After about a week of using Postgrey I must say that the change is AMAZING. I would say that my result is now better then Gmail.

Thanks for including Postgrey in your software!

Thu, 08/07/2014 - 01:32
flameproof

Since some time again lots of SPAM getting through. SpamAssassin is working, Postgrey is working (spamd and postgrey in TOP).

One thing I wonder, how do I know that Postgrey is acually working?
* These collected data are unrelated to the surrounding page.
// ABOUTME: Provider-agnostic LLM abstraction used by extraction and plans
// ABOUTME: Defines chat message types and the async LlmProvider trait
//
// SPDX-License-Identifier: MIT OR Apache-2.0
// Copyright (c) 2025 Fitlog Contributors

//! # LLM Provider Abstraction
//!
//! A small chat-completion interface. The production implementation is the
//! `OpenAI`-compatible client in [`openai`]; tests substitute a scripted
//! provider. Only non-streaming completions are modeled since nothing in this
//! server consumes a token stream.

pub mod openai;

use async_trait::async_trait;
use serde::{Deserialize, Serialize};

use crate::errors::AppResult;

/// Role of a message in a chat conversation
#[derive(Debug, Clone, Copy, PartialEq, Eq, Serialize, Deserialize)]
#[serde(rename_all = "lowercase")]
pub enum MessageRole {
    /// System instructions
    System,
    /// End-user message
    User,
    /// Prior model output
    Assistant,
}

/// One message in a chat-completion conversation
#[derive(Debug, Clone, Serialize, Deserialize)]
pub struct ChatMessage {
    /// Speaker role
    pub role: MessageRole,
    /// Message text
    pub content: String,
}

impl ChatMessage {
    /// System message
    pub fn system(content: impl Into<String>) -> Self {
        Self {
            role: MessageRole::System,
            content: content.into(),
        }
    }

    /// User message
    pub fn user(content: impl Into<String>) -> Self {
        Self {
            role: MessageRole::User,
            content: content.into(),
        }
    }

    /// Assistant message
    pub fn assistant(content: impl Into<String>) -> Self {
        Self {
            role: MessageRole::Assistant,
            content: content.into(),
        }
    }
}

/// A chat-completion request
#[derive(Debug, Clone)]
pub struct ChatRequest {
    /// Conversation messages, system first
    pub messages: Vec<ChatMessage>,
    /// Model override; `None` uses the provider default
    pub model: Option<String>,
    /// Sampling temperature
    pub temperature: Option<f32>,
    /// Upper bound on generated tokens
    pub max_tokens: Option<u32>,
    /// Request a JSON object response
    pub json_mode: bool,
}

impl ChatRequest {
    /// Build a request with provider defaults for everything but messages
    #[must_use]
    pub fn new(messages: Vec<ChatMessage>) -> Self {
        Self {
            messages,
            model: None,
            temperature: None,
            max_tokens: None,
            json_mode: false,
        }
    }

    /// Request a JSON object response
    #[must_use]
    pub const fn with_json_mode(mut self) -> Self {
        self.json_mode = true;
        self
    }

    /// Set the sampling temperature
    #[must_use]
    pub const fn with_temperature(mut self, temperature: f32) -> Self {
        self.temperature = Some(temperature);
        self
    }
}

/// Token accounting reported by the provider
#[derive(Debug, Clone, Copy, Default, Serialize, Deserialize)]
pub struct TokenUsage {
    /// Tokens in the prompt
    pub prompt_tokens: u32,
    /// Tokens generated
    pub completion_tokens: u32,
    /// Sum of both
    pub total_tokens: u32,
}

/// A completed chat response
#[derive(Debug, Clone)]
pub struct ChatResponse {
    /// Generated text
    pub content: String,
    /// Model that produced the response
    pub model: String,
    /// Token usage, when reported
    pub usage: Option<TokenUsage>,
}

/// Chat-completion provider interface
#[async_trait]
pub trait LlmProvider: Send + Sync {
    /// Provider name for logging
    fn name(&self) -> &str;

    /// Model used when a request does not specify one
    fn default_model(&self) -> &str;

    /// Execute one chat completion
    ///
    /// # Errors
    ///
    /// Returns an upstream error when the provider call fails or returns an
    /// unusable response.
    async fn complete(&self, request: &ChatRequest) -> AppResult<ChatResponse>;
}
// ABOUTME: Database operations for weight readings
// ABOUTME: Insert and ranged listing with per-user isolation
//
// SPDX-License-Identifier: MIT OR Apache-2.0
// Copyright (c) 2025 Fitlog Contributors

use chrono::{DateTime, Utc};
use sqlx::sqlite::SqliteRow;
use sqlx::{Row, SqlitePool};
use uuid::Uuid;

use crate::database::{row_timestamp, row_uuid, DEFAULT_LIST_LIMIT};
use crate::errors::{AppError, AppResult};
use crate::models::{NewWeight, WeightRecord};

/// Weight reading database operations
pub struct WeightManager {
    pool: SqlitePool,
}

impl WeightManager {
    /// Create a new weight manager
    #[must_use]
    pub const fn new(pool: SqlitePool) -> Self {
        Self { pool }
    }

    /// Insert a weight reading
    ///
    /// # Errors
    ///
    /// Returns an error if the payload fails validation or the insert fails.
    pub async fn create(&self, user_id: Uuid, entry: &NewWeight) -> AppResult<WeightRecord> {
        entry.validate()?;

        let id = Uuid::new_v4();
        let now = Utc::now();

        sqlx::query(
            r"
            INSERT INTO weight_records (id, user_id, weight, unit, recorded_at, created_at, updated_at)
            VALUES ($1, $2, $3, $4, $5, $6, $6)
            ",
        )
        .bind(id.to_string())
        .bind(user_id.to_string())
        .bind(entry.weight)
        .bind(entry.unit.as_str())
        .bind(entry.recorded_at.to_rfc3339())
        .bind(now.to_rfc3339())
        .execute(&self.pool)
        .await
        .map_err(|e| AppError::database(format!("Failed to insert weight reading: {e}")))?;

        Ok(WeightRecord {
            id,
            user_id,
            weight: entry.weight,
            unit: entry.unit,
            recorded_at: entry.recorded_at,
            created_at: now,
            updated_at: now,
        })
    }

    /// List readings in a time range, newest first
    ///
    /// # Errors
    ///
    /// Returns an error if the query fails.
    pub async fn list(
        &self,
        user_id: Uuid,
        start: Option<DateTime<Utc>>,
        end: Option<DateTime<Utc>>,
        limit: Option<i64>,
    ) -> AppResult<Vec<WeightRecord>> {
        let rows = sqlx::query(
            r"
            SELECT id, user_id, weight, unit, recorded_at, created_at, updated_at
            FROM weight_records
            WHERE user_id = $1
              AND ($2 IS NULL OR recorded_at >= $2)
              AND ($3 IS NULL OR recorded_at <= $3)
            ORDER BY recorded_at DESC
            LIMIT $4
            ",
        )
        .bind(user_id.to_string())
        .bind(start.map(|t| t.to_rfc3339()))
        .bind(end.map(|t| t.to_rfc3339()))
        .bind(limit.unwrap_or(DEFAULT_LIST_LIMIT))
        .fetch_all(&self.pool)
        .await
        .map_err(|e| AppError::database(format!("Failed to list weight readings: {e}")))?;

        rows.iter().map(Self::row_to_record).collect()
    }

    fn row_to_record(row: &SqliteRow) -> AppResult<WeightRecord> {
        Ok(WeightRecord {
            id: row_uuid(row, "id")?,
            user_id: row_uuid(row, "user_id")?,
            weight: row
                .try_get("weight")
                .map_err(|e| AppError::database(format!("Failed to read weight: {e}")))?,
            unit: row
                .try_get::<String, _>("unit")
                .map_err(|e| AppError::database(format!("Failed to read unit: {e}")))?
                .parse()?,
            recorded_at: row_timestamp(row, "recorded_at")?,
            created_at: row_timestamp(row, "created_at")?,
            updated_at: row_timestamp(row, "updated_at")?,
        })
    }
}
I don't see any mail headers mentioning Postgrey.

I don't get that, for a few month it was working extremely well, and suddenly the effect seems like zero.

Latest mail headers:

Return-Path: <WhosWho@one.jezreeloil.com>

X-Spam-Checker-Version: SpamAssassin 3.3.1 (2010-03-16) on me@myhost.com

X-Spam-Level: **

X-Spam-Status: No, score=2.8 required=3.0 tests=BAYES_50,DEAR_SOMETHING, HTML_MESSAGE,SPF_HELO_PASS,SPF_PASS,T_RP_MATCHES_RCVD autolearn=no version=3.3.1

X-Original-To: me@mydomain

Delivered-To: me@me@myhost.com

Received: from one.jezreeloil.com (one.jezreeloil.com [84.200.77.157]) by me@myhost.com (Postfix) with ESMTP id 172D1584000E for <me@mydomain>; Wed, 6 Aug 2014 22:52:30 -0500 (CDT)

Received: by one.jezreeloil.com id hsbthk0001gf for <me@mydomain>; Wed, 6 Aug 2014 23:54:33 -0400 (envelope-from <WhosWho@one.jezreeloil.com>)
MIME-Version: 1.0

Content-Type: multipart/alternative; boundary="8d17fcea76171b7"

From: "Whos Who" <WhosWho@one.jezreeloil.com>

To: me@mydomain

Subject: Congratulations! You're a 2014 Candidate for Who's Who! Confirm Now.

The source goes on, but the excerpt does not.